**Data extracts**
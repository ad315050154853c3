//! Wire-format patch parsing.
//!
//! The wire form is a JSON object with fields `op` (one of `add`, `remove`,
//! `replace`), `path` (string), and an optional scalar `value`. Patches may
//! also arrive as JSON-encoded text. Only `op` and `path` are validated;
//! a missing or null `value` is treated as absent.

use crate::error::{Result, StoreError};
use crate::types::{Patch, PatchOp, Value};

/// Parse a wire patch from a decoded JSON value.
///
/// Fails with [`StoreError::InvalidPatch`] when `op` or `path` is missing,
/// null, or not usable; the message carries the offending patch.
pub fn parse_patch(raw: &serde_json::Value) -> Result<Patch> {
    let op = field(raw, "op").ok_or_else(|| invalid(raw))?;
    let path = field(raw, "path").ok_or_else(|| invalid(raw))?;

    let op: PatchOp = serde_json::from_value(op.clone()).map_err(|_| invalid(raw))?;
    let path = path.as_str().ok_or_else(|| invalid(raw))?.to_string();

    let value = match raw.get("value") {
        None | Some(serde_json::Value::Null) => None,
        Some(v) => {
            let scalar: Value = serde_json::from_value(v.clone())
                .map_err(|e| StoreError::Deserialization(e.to_string()))?;
            Some(scalar)
        }
    };

    Ok(Patch { op, path, value })
}

/// Parse a wire patch from JSON text.
pub fn parse_patch_json(raw: &str) -> Result<Patch> {
    let decoded: serde_json::Value =
        serde_json::from_str(raw).map_err(|e| StoreError::Deserialization(e.to_string()))?;
    parse_patch(&decoded)
}

/// Look up a field, treating JSON null the same as absent.
fn field<'a>(raw: &'a serde_json::Value, name: &str) -> Option<&'a serde_json::Value> {
    raw.get(name).filter(|v| !v.is_null())
}

fn invalid(raw: &serde_json::Value) -> StoreError {
    StoreError::InvalidPatch(raw.to_string())
}

#[cfg(test)]
mod tests {
    use super::*;
    use serde_json::json;

    #[test]
    fn test_parse_full_patch() {
        let patch = parse_patch(&json!({"op": "add", "path": "k", "value": 1})).unwrap();
        assert_eq!(patch.op, PatchOp::Add);
        assert_eq!(patch.path, "k");
        assert_eq!(patch.value, Some(Value::from(1)));
    }

    #[test]
    fn test_parse_remove_without_value() {
        let patch = parse_patch(&json!({"op": "remove", "path": "k"})).unwrap();
        assert_eq!(patch.op, PatchOp::Remove);
        assert_eq!(patch.value, None);
    }

    #[test]
    fn test_missing_op_rejected() {
        let result = parse_patch(&json!({"path": "k", "value": 1}));
        assert!(matches!(result, Err(StoreError::InvalidPatch(_))));
    }

    #[test]
    fn test_missing_path_rejected() {
        let result = parse_patch(&json!({"op": "add", "value": 1}));
        assert!(matches!(result, Err(StoreError::InvalidPatch(_))));
    }

    #[test]
    fn test_null_op_rejected() {
        let result = parse_patch(&json!({"op": null, "path": "k"}));
        assert!(matches!(result, Err(StoreError::InvalidPatch(_))));
    }

    #[test]
    fn test_unknown_op_rejected() {
        let result = parse_patch(&json!({"op": "move", "path": "k"}));
        assert!(matches!(result, Err(StoreError::InvalidPatch(_))));
    }

    #[test]
    fn test_error_identifies_patch() {
        let err = parse_patch(&json!({"value": 3})).unwrap_err();
        assert!(err.to_string().contains("{\"value\":3}"));
    }

    #[test]
    fn test_parse_from_json_text() {
        let patch = parse_patch_json("{\"op\":\"replace\",\"path\":\"k\",\"value\":true}").unwrap();
        assert_eq!(patch.op, PatchOp::Replace);
        assert_eq!(patch.value, Some(Value::from(true)));
    }

    #[test]
    fn test_malformed_json_text() {
        let result = parse_patch_json("{not json");
        assert!(matches!(result, Err(StoreError::Deserialization(_))));
    }

    #[test]
    fn test_null_value_treated_as_absent() {
        let patch = parse_patch(&json!({"op": "add", "path": "k", "value": null})).unwrap();
        assert_eq!(patch.value, None);
    }
}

**Exercise description**
If a line of the data contains the string "crate", count it; then give the total alone.

**Output of the task**
2